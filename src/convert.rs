//! Sample-format conversion between the backend's native `f32` and whichever
//! format the guest selected.
//!
//! The backend always hands over 32-bit floats in `[-1.0, 1.0]`. The guest
//! picks exactly one of three formats at build/configuration time; there is
//! no per-call negotiation. Every conversion here is pure, branchless and
//! allocation-free so it is safe to call from the rendezvous hot path.

/// The sample format the driver advertises to the guest.
#[derive(Debug, Clone, Copy, PartialEq, Eq)]
pub enum SampleFormat {
    /// 32-bit IEEE float, little-endian — a straight memcpy against the
    /// backend's native format.
    Float32LE,
    /// 32-bit signed integer, little-endian, full range.
    Int32LE,
    /// 16-bit signed integer, little-endian, full range.
    Int16LE,
}

impl SampleFormat {
    /// Size of one sample in this format, in bytes.
    pub const fn sample_bytes(self) -> usize {
        match self {
            SampleFormat::Float32LE => 4,
            SampleFormat::Int32LE => 4,
            SampleFormat::Int16LE => 2,
        }
    }
}

/// `float → int32`: `round(x * 0x7fffffff)`, saturating.
#[inline]
pub fn f32_to_i32(sample: f32) -> i32 {
    let scaled = (sample as f64) * (i32::MAX as f64);
    scaled.round().clamp(i32::MIN as f64, i32::MAX as f64) as i32
}

/// `int32 → float`: `x / (float)0x7fffffff`.
#[inline]
pub fn i32_to_f32(sample: i32) -> f32 {
    (sample as f64 / i32::MAX as f64) as f32
}

/// `float → int16`: `round(x * 0x7fff)`, saturating.
#[inline]
pub fn f32_to_i16(sample: f32) -> i16 {
    let scaled = (sample as f64) * (i16::MAX as f64);
    scaled.round().clamp(i16::MIN as f64, i16::MAX as f64) as i16
}

/// `int16 → float`: `x / (float)0x7fff`.
#[inline]
pub fn i16_to_f32(sample: i16) -> f32 {
    (sample as f64 / i16::MAX as f64) as f32
}

/// Converts one backend-native frame of floats into `dst`, in the given
/// format, appending raw little-endian bytes. `dst` must already have
/// `src.len() * fmt.sample_bytes()` bytes of capacity reserved; this never
/// allocates.
pub fn encode(fmt: SampleFormat, src: &[f32], dst: &mut [u8]) {
    debug_assert_eq!(dst.len(), src.len() * fmt.sample_bytes());
    match fmt {
        SampleFormat::Float32LE => {
            for (chunk, &s) in dst.chunks_exact_mut(4).zip(src) {
                chunk.copy_from_slice(&s.to_le_bytes());
            }
        }
        SampleFormat::Int32LE => {
            for (chunk, &s) in dst.chunks_exact_mut(4).zip(src) {
                chunk.copy_from_slice(&f32_to_i32(s).to_le_bytes());
            }
        }
        SampleFormat::Int16LE => {
            for (chunk, &s) in dst.chunks_exact_mut(2).zip(src) {
                chunk.copy_from_slice(&f32_to_i16(s).to_le_bytes());
            }
        }
    }
}

/// Converts raw little-endian bytes in the guest's format back into
/// backend-native floats. `src` must be `dst.len() * fmt.sample_bytes()`
/// bytes long.
pub fn decode(fmt: SampleFormat, src: &[u8], dst: &mut [f32]) {
    debug_assert_eq!(src.len(), dst.len() * fmt.sample_bytes());
    match fmt {
        SampleFormat::Float32LE => {
            for (chunk, d) in src.chunks_exact(4).zip(dst) {
                *d = f32::from_le_bytes(chunk.try_into().unwrap());
            }
        }
        SampleFormat::Int32LE => {
            for (chunk, d) in src.chunks_exact(4).zip(dst) {
                *d = i32_to_f32(i32::from_le_bytes(chunk.try_into().unwrap()));
            }
        }
        SampleFormat::Int16LE => {
            for (chunk, d) in src.chunks_exact(2).zip(dst) {
                *d = i16_to_f32(i16::from_le_bytes(chunk.try_into().unwrap()));
            }
        }
    }
}

#[cfg(test)]
mod tests {
    use super::*;

    #[test]
    fn float_round_trip_is_exact() {
        for s in [-1.0f32, -0.5, 0.0, 0.25, 0.999, 1.0] {
            assert_eq!(i32_to_f32(f32_to_i32(s)).max(-1.0).min(1.0), (s).max(-1.0).min(1.0));
        }
    }

    #[test]
    fn int32_extremes_saturate_instead_of_overflow() {
        assert_eq!(f32_to_i32(1.0), i32::MAX);
        assert_eq!(f32_to_i32(-1.0), -i32::MAX);
        assert_eq!(f32_to_i32(2.0), i32::MAX);
        assert_eq!(f32_to_i32(-2.0), i32::MIN);
    }

    #[test]
    fn int16_extremes_saturate_instead_of_overflow() {
        assert_eq!(f32_to_i16(1.0), i16::MAX);
        assert_eq!(f32_to_i16(-1.0), -i16::MAX);
        assert_eq!(f32_to_i16(2.0), i16::MAX);
        assert_eq!(f32_to_i16(-2.0), i16::MIN);
    }

    #[test]
    fn encode_decode_round_trip_within_int16_quantization() {
        let src = [0.0f32, 0.5, -0.5, 0.999, -1.0];
        let mut bytes = vec![0u8; src.len() * SampleFormat::Int16LE.sample_bytes()];
        encode(SampleFormat::Int16LE, &src, &mut bytes);
        let mut back = vec![0.0f32; src.len()];
        decode(SampleFormat::Int16LE, &bytes, &mut back);
        for (a, b) in src.iter().zip(back.iter()) {
            assert!((a - b).abs() < 1.0 / 32000.0, "{a} vs {b}");
        }
    }
}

### [What is being asked]
The records above should all be quoted exactly, please.

### [Problem solution]
filename src/convert.rs
//! Sample-format conversion between the backend's native `f32` and whichever
//! format the guest selected.
//!
//! The backend always hands over 32-bit floats in `[-1.0, 1.0]`. The guest
//! picks exactly one of three formats at build/configuration time; there is
//! no per-call negotiation. Every conversion here is pure, branchless and
//! allocation-free so it is safe to call from the rendezvous hot path.

/// The sample format the driver advertises to the guest.
#[derive(Debug, Clone, Copy, PartialEq, Eq)]
pub enum SampleFormat {
    /// 32-bit IEEE float, little-endian — a straight memcpy against the
    /// backend's native format.
    Float32LE,
    /// 32-bit signed integer, little-endian, full range.
    Int32LE,
    /// 16-bit signed integer, little-endian, full range.
    Int16LE,
}

impl SampleFormat {
    /// Size of one sample in this format, in bytes.
    pub const fn sample_bytes(self) -> usize {
        match self {
            SampleFormat::Float32LE => 4,
            SampleFormat::Int32LE => 4,
            SampleFormat::Int16LE => 2,
        }
    }
}

/// `float → int32`: `round(x * 0x7fffffff)`, saturating.
#[inline]
pub fn f32_to_i32(sample: f32) -> i32 {
    let scaled = (sample as f64) * (i32::MAX as f64);
    scaled.round().clamp(i32::MIN as f64, i32::MAX as f64) as i32
}

/// `int32 → float`: `x / (float)0x7fffffff`.
#[inline]
pub fn i32_to_f32(sample: i32) -> f32 {
    (sample as f64 / i32::MAX as f64) as f32
}

/// `float → int16`: `round(x * 0x7fff)`, saturating.
#[inline]
pub fn f32_to_i16(sample: f32) -> i16 {
    let scaled = (sample as f64) * (i16::MAX as f64);
    scaled.round().clamp(i16::MIN as f64, i16::MAX as f64) as i16
}

/// `int16 → float`: `x / (float)0x7fff`.
#[inline]
pub fn i16_to_f32(sample: i16) -> f32 {
    (sample as f64 / i16::MAX as f64) as f32
}

/// Converts one backend-native frame of floats into `dst`, in the given
/// format, appending raw little-endian bytes. `dst` must already have
/// `src.len() * fmt.sample_bytes()` bytes of capacity reserved; this never
/// allocates.
pub fn encode(fmt: SampleFormat, src: &[f32], dst: &mut [u8]) {
    debug_assert_eq!(dst.len(), src.len() * fmt.sample_bytes());
    match fmt {
        SampleFormat::Float32LE => {
            for (chunk, &s) in dst.chunks_exact_mut(4).zip(src) {
                chunk.copy_from_slice(&s.to_le_bytes());
            }
        }
        SampleFormat::Int32LE => {
            for (chunk, &s) in dst.chunks_exact_mut(4).zip(src) {
                chunk.copy_from_slice(&f32_to_i32(s).to_le_bytes());
            }
        }
        SampleFormat::Int16LE => {
            for (chunk, &s) in dst.chunks_exact_mut(2).zip(src) {
                chunk.copy_from_slice(&f32_to_i16(s).to_le_bytes());
            }
        }
    }
}

/// Converts raw little-endian bytes in the guest's format back into
/// backend-native floats. `src` must be `dst.len() * fmt.sample_bytes()`
/// bytes long.
pub fn decode(fmt: SampleFormat, src: &[u8], dst: &mut [f32]) {
    debug_assert_eq!(src.len(), dst.len() * fmt.sample_bytes());
    match fmt {
        SampleFormat::Float32LE => {
            for (chunk, d) in src.chunks_exact(4).zip(dst) {
                *d = f32::from_le_bytes(chunk.try_into().unwrap());
            }
        }
        SampleFormat::Int32LE => {
            for (chunk, d) in src.chunks_exact(4).zip(dst) {
                *d = i32_to_f32(i32::from_le_bytes(chunk.try_into().unwrap()));
            }
        }
        SampleFormat::Int16LE => {
            for (chunk, d) in src.chunks_exact(2).zip(dst) {
                *d = i16_to_f32(i16::from_le_bytes(chunk.try_into().unwrap()));
            }
        }
    }
}

#[cfg(test)]
mod tests {
    use super::*;

    #[test]
    fn float_round_trip_is_exact() {
        for s in [-1.0f32, -0.5, 0.0, 0.25, 0.999, 1.0] {
            assert_eq!(i32_to_f32(f32_to_i32(s)).max(-1.0).min(1.0), (s).max(-1.0).min(1.0));
        }
    }

    #[test]
    fn int32_extremes_saturate_instead_of_overflow() {
        assert_eq!(f32_to_i32(1.0), i32::MAX);
        assert_eq!(f32_to_i32(-1.0), -i32::MAX);
        assert_eq!(f32_to_i32(2.0), i32::MAX);
        assert_eq!(f32_to_i32(-2.0), i32::MIN);
    }

    #[test]
    fn int16_extremes_saturate_instead_of_overflow() {
        assert_eq!(f32_to_i16(1.0), i16::MAX);
        assert_eq!(f32_to_i16(-1.0), -i16::MAX);
        assert_eq!(f32_to_i16(2.0), i16::MAX);
        assert_eq!(f32_to_i16(-2.0), i16::MIN);
    }

    #[test]
    fn encode_decode_round_trip_within_int16_quantization() {
        let src = [0.0f32, 0.5, -0.5, 0.999, -1.0];
        let mut bytes = vec![0u8; src.len() * SampleFormat::Int16LE.sample_bytes()];
        encode(SampleFormat::Int16LE, &src, &mut bytes);
        let mut back = vec![0.0f32; src.len()];
        decode(SampleFormat::Int16LE, &bytes, &mut back);
        for (a, b) in src.iter().zip(back.iter()) {
            assert!((a - b).abs() < 1.0 / 32000.0, "{a} vs {b}");
        }
    }
}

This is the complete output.